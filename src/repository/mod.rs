use std::borrow::Cow;
use std::fs::File;
use std::io::{self, BufRead, BufReader};
use std::path::Path;

use thiserror::Error;

use crate::parser::{parse_line, ListingLayout};
use crate::problem::Problem;
use crate::query::{compare_problems, Category, KeywordMatcher, SortKey, SortSpec};

/// Leading lines of a listing that never carry records.
pub const HEADER_LINES: usize = 3;

#[derive(Debug, Error)]
pub enum LoadError {
    #[error("failed opening listing {path}: {source}")]
    Open {
        path: String,
        #[source]
        source: io::Error,
    },
    #[error("failed reading listing {path} at line {line}: {source}")]
    Read {
        path: String,
        line: usize,
        #[source]
        source: io::Error,
    },
}

#[derive(Debug, Clone, Copy, PartialEq, Eq)]
pub struct ListingFormat {
    pub header_lines: usize,
    pub layout: ListingLayout,
}

impl Default for ListingFormat {
    fn default() -> Self {
        Self {
            header_lines: HEADER_LINES,
            layout: ListingLayout::default(),
        }
    }
}

#[derive(Debug, Clone, Copy, PartialEq, Eq)]
pub struct LoadReport {
    pub records: usize,
    pub skipped: usize,
}

/// Loaded problems plus the filtered view derived from them.
///
/// The view holds indices into the loaded set and is rebuilt from scratch by
/// every filter, sort and search call. The active category, sort selection
/// and keyword are remembered so later calls can re-apply them.
#[derive(Debug, Clone, Default)]
pub struct Repository {
    format: ListingFormat,
    problems: Vec<Problem>,
    view: Vec<usize>,
    category: Category,
    sort: SortSpec,
    keyword: String,
}

impl Repository {
    pub fn new(format: ListingFormat) -> Self {
        Self {
            format,
            ..Self::default()
        }
    }

    pub fn with_problems(format: ListingFormat, problems: Vec<Problem>) -> Self {
        let mut repo = Self::new(format);
        repo.replace_problems(problems);
        repo
    }

    pub fn format(&self) -> ListingFormat {
        self.format
    }

    /// Replace the loaded set with the contents of `path`.
    ///
    /// On success the view holds every record in load order with the category
    /// reset to all; the sort selection is kept but not applied until the next
    /// filter, sort, search or [`Repository::resort`]. On failure the
    /// previously loaded set and view are left untouched.
    pub fn load(&mut self, path: &Path) -> Result<LoadReport, LoadError> {
        let origin = path.display().to_string();
        let file = File::open(path).map_err(|source| LoadError::Open {
            path: origin.clone(),
            source,
        })?;
        self.load_from_reader(BufReader::new(file), &origin)
    }

    pub fn load_from_reader<R: BufRead>(
        &mut self,
        mut reader: R,
        origin: &str,
    ) -> Result<LoadReport, LoadError> {
        let mut problems = Vec::new();
        let mut skipped = 0;
        let mut buf = Vec::new();
        let mut line_no = 0;
        loop {
            buf.clear();
            let read = reader
                .read_until(b'\n', &mut buf)
                .map_err(|source| LoadError::Read {
                    path: origin.to_string(),
                    line: line_no + 1,
                    source,
                })?;
            if read == 0 {
                break;
            }
            line_no += 1;
            if line_no <= self.format.header_lines {
                continue;
            }
            match parse_line(&decode_line(&buf), self.format.layout) {
                Some(problem) => problems.push(problem),
                None => skipped += 1,
            }
        }

        let report = LoadReport {
            records: problems.len(),
            skipped,
        };
        tracing::info!(
            path = origin,
            records = report.records,
            skipped = report.skipped,
            "loaded problem listing"
        );
        self.replace_problems(problems);
        Ok(report)
    }

    fn replace_problems(&mut self, problems: Vec<Problem>) {
        self.view = (0..problems.len()).collect();
        self.problems = problems;
        self.category = Category::All;
        self.keyword.clear();
    }

    /// Show the problems in `category`, re-applying the active sort. Clears any keyword.
    pub fn filter(&mut self, category: Category) -> usize {
        self.keyword.clear();
        self.view = self.matching(&category, None);
        self.category = category;
        self.apply_sort();
        tracing::debug!(category = %self.category, shown = self.view.len(), "applied filter");
        self.view.len()
    }

    pub fn sort(&mut self, key: SortKey, ascending: bool) {
        self.set_sort(SortSpec::new(key, ascending));
    }

    pub fn set_sort(&mut self, spec: SortSpec) {
        self.sort = spec;
        self.apply_sort();
    }

    /// Narrow the active category by `keyword`; an empty keyword re-applies the category.
    pub fn search(&mut self, keyword: &str) -> usize {
        let Some(matcher) = KeywordMatcher::new(keyword) else {
            return self.filter(self.category.clone());
        };
        self.view = self.matching(&self.category, Some(&matcher));
        self.keyword = keyword.to_string();
        self.apply_sort();
        tracing::debug!(keyword, shown = self.view.len(), "applied search");
        self.view.len()
    }

    fn matching(&self, category: &Category, matcher: Option<&KeywordMatcher>) -> Vec<usize> {
        self.problems
            .iter()
            .enumerate()
            .filter(|(_, problem)| category.matches(problem))
            .filter(|(_, problem)| matcher.map_or(true, |matcher| matcher.matches(problem)))
            .map(|(idx, _)| idx)
            .collect()
    }

    /// Re-apply the remembered sort selection to the current view.
    pub fn resort(&mut self) {
        self.apply_sort();
    }

    // Load position settles records with identical ids, so descending mirrors ascending.
    fn apply_sort(&mut self) {
        let problems = &self.problems;
        let spec = self.sort;
        self.view.sort_by(|&a, &b| {
            compare_problems(&problems[a], &problems[b], spec)
                .then_with(|| spec.direction.orient(a.cmp(&b)))
        });
    }

    pub fn current_view(&self) -> impl ExactSizeIterator<Item = &Problem> + '_ {
        self.view.iter().map(|&idx| &self.problems[idx])
    }

    pub fn view_len(&self) -> usize {
        self.view.len()
    }

    pub fn view_get(&self, position: usize) -> Option<&Problem> {
        self.view.get(position).map(|&idx| &self.problems[idx])
    }

    pub fn problems(&self) -> &[Problem] {
        &self.problems
    }

    pub fn len(&self) -> usize {
        self.problems.len()
    }

    pub fn is_empty(&self) -> bool {
        self.problems.is_empty()
    }

    pub fn category(&self) -> &Category {
        &self.category
    }

    pub fn sort_spec(&self) -> SortSpec {
        self.sort
    }

    pub fn keyword(&self) -> &str {
        &self.keyword
    }
}

fn decode_line(raw: &[u8]) -> Cow<'_, str> {
    let mut end = raw.len();
    while end > 0 && matches!(raw[end - 1], b'\n' | b'\r') {
        end -= 1;
    }
    String::from_utf8_lossy(&raw[..end])
}
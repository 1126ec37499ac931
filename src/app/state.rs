use std::path::Path;

use crate::catalog;
use crate::parser::ListingLayout;
use crate::problem::Problem;
use crate::query::{Category, SortKey, SortSpec};
use crate::repository::{LoadError, LoadReport, Repository};

#[derive(Debug, Clone, Default)]
pub struct SearchState {
    pub active: bool,
    pub query: String,
}

#[derive(Debug, Clone)]
pub struct CategoryPicker {
    pub items: Vec<Category>,
    pub selected: usize,
}

impl CategoryPicker {
    fn open(current: &Category) -> Self {
        let items = catalog::categories();
        let selected = items
            .iter()
            .position(|category| category == current)
            .unwrap_or(0);
        Self { items, selected }
    }

    pub fn selected_category(&self) -> Option<&Category> {
        self.items.get(self.selected)
    }
}

#[derive(Debug, Clone)]
pub struct AppState {
    pub repo: Repository,
    pub selected: usize,
    pub search: SearchState,
    pub picker: Option<CategoryPicker>,
    /// Outcome of the last load, filter or search.
    pub summary: String,
    pub status_message: Option<String>,
    pub highlight_matches: bool,
}

impl AppState {
    pub fn new(
        mut repo: Repository,
        category: Category,
        sort: SortSpec,
        highlight_matches: bool,
    ) -> Self {
        repo.set_sort(sort);
        repo.filter(category);
        let summary = loaded_summary(repo.len());
        Self {
            repo,
            selected: 0,
            search: SearchState::default(),
            picker: None,
            summary,
            status_message: None,
            highlight_matches,
        }
    }

    pub fn len(&self) -> usize {
        self.repo.view_len()
    }

    pub fn is_empty(&self) -> bool {
        self.repo.view_len() == 0
    }

    pub fn layout(&self) -> ListingLayout {
        self.repo.format().layout
    }

    pub fn rows(&self) -> impl ExactSizeIterator<Item = &Problem> + '_ {
        self.repo.current_view()
    }

    pub fn selected(&self) -> Option<&Problem> {
        self.repo.view_get(self.selected)
    }

    pub fn sort_spec(&self) -> SortSpec {
        self.repo.sort_spec()
    }

    pub fn category(&self) -> &Category {
        self.repo.category()
    }

    /// Keyword to highlight in the table, if highlighting is on.
    pub fn highlight_keyword(&self) -> Option<&str> {
        if !self.highlight_matches || self.repo.keyword().is_empty() {
            None
        } else {
            Some(self.repo.keyword())
        }
    }

    pub fn move_selection(&mut self, delta: isize) {
        if self.is_empty() {
            return;
        }
        let last = self.len() as isize - 1;
        self.selected = (self.selected as isize + delta).clamp(0, last) as usize;
    }

    pub fn select_first(&mut self) {
        self.selected = 0;
    }

    pub fn select_last(&mut self) {
        self.selected = self.len().saturating_sub(1);
    }

    pub fn apply_category(&mut self, category: Category) {
        self.search.query.clear();
        let shown = self.repo.filter(category);
        self.summary = format!("筛选: {} | {} 道", self.repo.category(), shown);
        self.selected = 0;
    }

    pub fn cycle_sort_key(&mut self) -> SortKey {
        let keys = catalog::sort_keys(self.layout());
        let spec = self.repo.sort_spec();
        let next = keys
            .iter()
            .position(|key| *key == spec.key)
            .map(|idx| keys[(idx + 1) % keys.len()])
            .unwrap_or_default();
        self.repo.set_sort(SortSpec { key: next, ..spec });
        self.normalize_selection();
        next
    }

    pub fn toggle_direction(&mut self) {
        let spec = self.repo.sort_spec();
        self.repo.set_sort(SortSpec {
            direction: spec.direction.toggled(),
            ..spec
        });
        self.normalize_selection();
    }

    pub fn begin_search(&mut self) {
        self.search.active = true;
        self.picker = None;
    }

    pub fn finish_search(&mut self) {
        self.search.active = false;
    }

    pub fn cancel_search(&mut self) {
        self.search.active = false;
        self.search.query.clear();
        self.apply_search();
    }

    pub fn push_search_char(&mut self, ch: char) {
        self.search.query.push(ch);
        self.apply_search();
    }

    pub fn pop_search_char(&mut self) {
        if self.search.query.pop().is_some() {
            self.apply_search();
        }
    }

    fn apply_search(&mut self) {
        let shown = self.repo.search(&self.search.query);
        self.summary = if self.search.query.is_empty() {
            format!("筛选: {} | {} 道", self.repo.category(), shown)
        } else {
            format!("搜索: {} 道", shown)
        };
        self.selected = 0;
    }

    pub fn open_category_picker(&mut self) {
        self.picker = Some(CategoryPicker::open(self.repo.category()));
    }

    pub fn close_category_picker(&mut self) {
        self.picker = None;
    }

    pub fn picker_move(&mut self, delta: isize) {
        if let Some(picker) = self.picker.as_mut() {
            if picker.items.is_empty() {
                return;
            }
            let last = picker.items.len() as isize - 1;
            picker.selected = (picker.selected as isize + delta).clamp(0, last) as usize;
        }
    }

    pub fn apply_picker(&mut self) {
        let Some(category) = self
            .picker
            .take()
            .and_then(|picker| picker.selected_category().cloned())
        else {
            return;
        };
        self.apply_category(category);
    }

    /// Reload the listing; on failure the current data stays on screen.
    pub fn reload(&mut self, path: &Path) -> Result<LoadReport, LoadError> {
        let report = self.repo.load(path)?;
        self.search = SearchState::default();
        self.picker = None;
        self.repo.resort();
        self.summary = loaded_summary(report.records);
        self.selected = 0;
        Ok(report)
    }

    pub fn set_status_message<S: Into<String>>(&mut self, message: Option<S>) {
        self.status_message = message.map(Into::into);
    }

    fn normalize_selection(&mut self) {
        if self.selected >= self.len() {
            self.selected = self.len().saturating_sub(1);
        }
    }
}

fn loaded_summary(records: usize) -> String {
    format!("共 {} 道题目 | 标签 {} 个", records, catalog::TAGS.len())
}

#[cfg(test)]
mod tests {
    use super::*;
    use crate::problem::Metrics;
    use crate::query::SortDirection;
    use crate::repository::ListingFormat;
    use anyhow::Result;
    use std::io::Write;
    use tempfile::NamedTempFile;

    fn problem(id: &str, title: &str, premium: bool, likes: u64) -> Problem {
        Problem {
            id: id.into(),
            title: title.into(),
            difficulty: "简单".into(),
            premium,
            tags: vec!["数组".into()],
            metrics: Metrics::Popularity {
                comments: 0,
                submits: 0,
                likes,
            },
        }
    }

    fn state() -> AppState {
        let repo = Repository::with_problems(
            ListingFormat::default(),
            vec![
                problem("3", "三数之和", false, 10),
                problem("1", "两数之和", true, 30),
                problem("LCP 2", "两数游戏", false, 20),
            ],
        );
        AppState::new(repo, Category::All, SortSpec::default(), true)
    }

    fn ids(state: &AppState) -> Vec<String> {
        state.rows().map(|problem| problem.id.clone()).collect()
    }

    #[test]
    fn startup_applies_sort_and_reports_totals() {
        let state = state();
        assert_eq!(ids(&state), vec!["1", "3", "LCP 2"]);
        assert_eq!(state.summary, format!("共 3 道题目 | 标签 {} 个", catalog::TAGS.len()));
    }

    #[test]
    fn selection_is_clamped() {
        let mut state = state();
        state.move_selection(10);
        assert_eq!(state.selected, 2);
        state.move_selection(-10);
        assert_eq!(state.selected, 0);
        state.select_last();
        assert_eq!(state.selected().map(|p| p.id.as_str()), Some("LCP 2"));
    }

    #[test]
    fn live_search_updates_view_and_summary() {
        let mut state = state();
        state.begin_search();
        for ch in "两数".chars() {
            state.push_search_char(ch);
        }
        assert_eq!(ids(&state), vec!["1", "LCP 2"]);
        assert_eq!(state.summary, "搜索: 2 道");
        assert_eq!(state.highlight_keyword(), Some("两数"));

        state.cancel_search();
        assert!(!state.search.active);
        assert_eq!(state.len(), 3);
        assert_eq!(state.highlight_keyword(), None);
    }

    #[test]
    fn picker_applies_selected_category() {
        let mut state = state();
        state.open_category_picker();
        let premium_idx = state
            .picker
            .as_ref()
            .and_then(|picker| picker.items.iter().position(|c| *c == Category::Premium))
            .expect("premium entry");
        state.picker_move(premium_idx as isize);
        state.apply_picker();
        assert!(state.picker.is_none());
        assert_eq!(ids(&state), vec!["1"]);
        assert_eq!(state.summary, "筛选: 会员 | 1 道");
    }

    #[test]
    fn sort_cycling_skips_keys_missing_from_layout() {
        let mut state = state();
        assert_eq!(state.cycle_sort_key(), SortKey::Comments);
        assert_eq!(state.cycle_sort_key(), SortKey::Submits);
        assert_eq!(state.cycle_sort_key(), SortKey::Likes);
        assert_eq!(ids(&state), vec!["3", "LCP 2", "1"]);
        state.toggle_direction();
        assert_eq!(state.sort_spec().direction, SortDirection::Descending);
        assert_eq!(ids(&state), vec!["1", "LCP 2", "3"]);
        assert_eq!(state.cycle_sort_key(), SortKey::Identifier);
    }

    #[test]
    fn reload_replaces_data_and_keeps_sort() -> Result<()> {
        let mut state = state();
        state.toggle_direction();
        state.apply_category(Category::Premium);

        let mut file = NamedTempFile::new()?;
        write!(file, "a\nb\nc\n5  五  简单  1  2  3\n9  九  简单  1  2  3\n")?;
        let report = state.reload(file.path())?;
        assert_eq!(report.records, 2);
        assert_eq!(ids(&state), vec!["9", "5"]);
        assert_eq!(state.category(), &Category::All);
        Ok(())
    }

    #[test]
    fn failed_reload_keeps_current_rows() -> Result<()> {
        let mut state = state();
        let dir = tempfile::tempdir()?;
        assert!(state.reload(&dir.path().join("absent.txt")).is_err());
        assert_eq!(state.len(), 3);
        Ok(())
    }
}
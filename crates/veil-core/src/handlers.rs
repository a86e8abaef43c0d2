//! Stock session handlers.

use async_trait::async_trait;
use std::sync::Arc;
use std::sync::atomic::{AtomicU64, Ordering};
use veil_transport::Session;

use crate::server::SessionHandler;

/// Read buffer used by the stock handlers.
const READ_BUFFER: usize = 64 * 1024;

/// Writes every byte it reads back to the sender.
#[derive(Debug, Default, Clone, Copy)]
pub struct EchoHandler;

#[async_trait]
impl SessionHandler for EchoHandler {
    async fn handle(&self, session: Session) {
        let mut buf = vec![0u8; READ_BUFFER];
        loop {
            let n = match session.read(&mut buf).await {
                Ok(0) => break,
                Ok(n) => n,
                Err(e) => {
                    tracing::debug!(conv = session.conv(), error = %e, "echo read ended");
                    break;
                }
            };
            if let Err(e) = session.write(&buf[..n]).await {
                tracing::debug!(conv = session.conv(), error = %e, "echo write failed");
                break;
            }
        }
        if let Err(e) = session.close().await {
            tracing::debug!(conv = session.conv(), error = %e, "close failed");
        }
    }
}

/// Reads and discards everything, counting bytes.
#[derive(Debug, Default, Clone)]
pub struct SinkHandler {
    received: Arc<AtomicU64>,
}

impl SinkHandler {
    /// New sink with a zero count.
    #[must_use]
    pub fn new() -> Self {
        Self::default()
    }

    /// Bytes received across all sessions so far.
    #[must_use]
    pub fn received(&self) -> u64 {
        self.received.load(Ordering::Relaxed)
    }
}

#[async_trait]
impl SessionHandler for SinkHandler {
    async fn handle(&self, session: Session) {
        let mut buf = vec![0u8; READ_BUFFER];
        let mut total = 0u64;
        loop {
            match session.read(&mut buf).await {
                Ok(0) => break,
                Ok(n) => {
                    total += n as u64;
                    self.received.fetch_add(n as u64, Ordering::Relaxed);
                }
                Err(e) => {
                    tracing::debug!(conv = session.conv(), error = %e, "sink read ended");
                    break;
                }
            }
        }
        tracing::info!(conv = session.conv(), bytes = total, "sink session finished");
        if let Err(e) = session.close().await {
            tracing::debug!(conv = session.conv(), error = %e, "close failed");
        }
    }
}
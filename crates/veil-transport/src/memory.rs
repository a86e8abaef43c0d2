//! In-process packet network.
//!
//! [`MemoryNetwork`] routes datagrams between [`MemoryPacketConn`]s
//! without touching the OS. It can drop and delay datagrams, which makes
//! it the harness for exercising retransmission, and it refuses every
//! socket tuning request the way a restricted environment would.

use crate::transport::{PacketConn, TransportError, TransportResult, TransportStats, Tuning};
use async_trait::async_trait;
use dashmap::DashMap;
use rand::Rng;
use std::net::{IpAddr, Ipv4Addr, SocketAddr};
use std::sync::Arc;
use std::sync::atomic::{AtomicU16, AtomicU64, Ordering};
use std::time::Duration;
use tokio::sync::{Mutex, mpsc, watch};

type Datagram = (Vec<u8>, SocketAddr);

const NETWORK_IP: IpAddr = IpAddr::V4(Ipv4Addr::new(10, 0, 0, 1));
const FIRST_PORT: u16 = 10_000;

struct NetworkInner {
    endpoints: DashMap<SocketAddr, mpsc::UnboundedSender<Datagram>>,
    next_port: AtomicU16,
    loss: f64,
    delay: Duration,
}

impl NetworkInner {
    fn deliver(self: &Arc<Self>, datagram: Vec<u8>, from: SocketAddr, to: SocketAddr) {
        if self.loss > 0.0 && rand::thread_rng().gen_bool(self.loss) {
            tracing::trace!(%from, %to, len = datagram.len(), "memory network dropped datagram");
            return;
        }
        if self.delay.is_zero() {
            self.route(datagram, from, to);
        } else {
            let net = Arc::clone(self);
            let delay = self.delay;
            tokio::spawn(async move {
                tokio::time::sleep(delay).await;
                net.route(datagram, from, to);
            });
        }
    }

    fn route(&self, datagram: Vec<u8>, from: SocketAddr, to: SocketAddr) {
        // Unknown destinations behave like an unreachable UDP peer.
        if let Some(tx) = self.endpoints.get(&to) {
            let _ = tx.send((datagram, from));
        }
    }
}

/// A shared in-process network.
///
/// Cloning yields another handle to the same network.
#[derive(Clone)]
pub struct MemoryNetwork {
    inner: Arc<NetworkInner>,
}

impl MemoryNetwork {
    /// Lossless network with no added latency.
    #[must_use]
    pub fn new() -> Self {
        Self::lossy(0.0, Duration::ZERO)
    }

    /// Network that drops each datagram with probability `loss` and
    /// delivers the rest after `delay`.
    #[must_use]
    pub fn lossy(loss: f64, delay: Duration) -> Self {
        Self {
            inner: Arc::new(NetworkInner {
                endpoints: DashMap::new(),
                next_port: AtomicU16::new(FIRST_PORT),
                loss: loss.clamp(0.0, 1.0),
                delay,
            }),
        }
    }

    /// Attach a new conn at the next free address.
    #[must_use]
    pub fn bind(&self) -> MemoryPacketConn {
        let port = self.inner.next_port.fetch_add(1, Ordering::Relaxed);
        let addr = SocketAddr::new(NETWORK_IP, port);
        let (tx, rx) = mpsc::unbounded_channel();
        self.inner.endpoints.insert(addr, tx);
        let (closed, _) = watch::channel(false);
        MemoryPacketConn {
            addr,
            net: Arc::clone(&self.inner),
            rx: Mutex::new(rx),
            closed,
            bytes_sent: AtomicU64::new(0),
            bytes_received: AtomicU64::new(0),
            packets_sent: AtomicU64::new(0),
            packets_received: AtomicU64::new(0),
        }
    }

    /// Number of attached, open conns.
    #[must_use]
    pub fn endpoints(&self) -> usize {
        self.inner.endpoints.len()
    }
}

impl Default for MemoryNetwork {
    fn default() -> Self {
        Self::new()
    }
}

/// One endpoint on a [`MemoryNetwork`].
pub struct MemoryPacketConn {
    addr: SocketAddr,
    net: Arc<NetworkInner>,
    rx: Mutex<mpsc::UnboundedReceiver<Datagram>>,
    closed: watch::Sender<bool>,
    bytes_sent: AtomicU64,
    bytes_received: AtomicU64,
    packets_sent: AtomicU64,
    packets_received: AtomicU64,
}

#[async_trait]
impl PacketConn for MemoryPacketConn {
    async fn send_to(&self, buf: &[u8], addr: SocketAddr) -> TransportResult<usize> {
        if self.is_closed() {
            return Err(TransportError::Closed);
        }
        self.bytes_sent.fetch_add(buf.len() as u64, Ordering::Relaxed);
        self.packets_sent.fetch_add(1, Ordering::Relaxed);
        self.net.deliver(buf.to_vec(), self.addr, addr);
        Ok(buf.len())
    }

    async fn recv_from(&self, buf: &mut [u8]) -> TransportResult<(usize, SocketAddr)> {
        let mut closed = self.closed.subscribe();
        if *closed.borrow() {
            return Err(TransportError::Closed);
        }
        let mut rx = self.rx.lock().await;
        let (datagram, from) = tokio::select! {
            item = rx.recv() => item.ok_or(TransportError::Closed)?,
            _ = closed.changed() => return Err(TransportError::Closed),
        };
        // Oversized datagrams are truncated, as with a short UDP buffer.
        let n = datagram.len().min(buf.len());
        buf[..n].copy_from_slice(&datagram[..n]);
        self.bytes_received.fetch_add(n as u64, Ordering::Relaxed);
        self.packets_received.fetch_add(1, Ordering::Relaxed);
        Ok((n, from))
    }

    fn local_addr(&self) -> TransportResult<SocketAddr> {
        Ok(self.addr)
    }

    async fn close(&self) -> TransportResult<()> {
        if !self.closed.send_replace(true) {
            self.net.endpoints.remove(&self.addr);
        }
        Ok(())
    }

    fn is_closed(&self) -> bool {
        *self.closed.borrow()
    }

    fn stats(&self) -> TransportStats {
        TransportStats {
            bytes_sent: self.bytes_sent.load(Ordering::Relaxed),
            bytes_received: self.bytes_received.load(Ordering::Relaxed),
            packets_sent: self.packets_sent.load(Ordering::Relaxed),
            packets_received: self.packets_received.load(Ordering::Relaxed),
            send_errors: 0,
            recv_errors: 0,
        }
    }

    fn set_dscp(&self, _dscp: u8) -> Tuning {
        Tuning::Rejected("in-memory network carries no IP header".to_string())
    }
}

impl Drop for MemoryPacketConn {
    fn drop(&mut self) {
        self.net.endpoints.remove(&self.addr);
    }
}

# Try it
Tally, across the records, each line that contains the word "datagrams", and answer with nothing except the count.

# Result of this exercise
3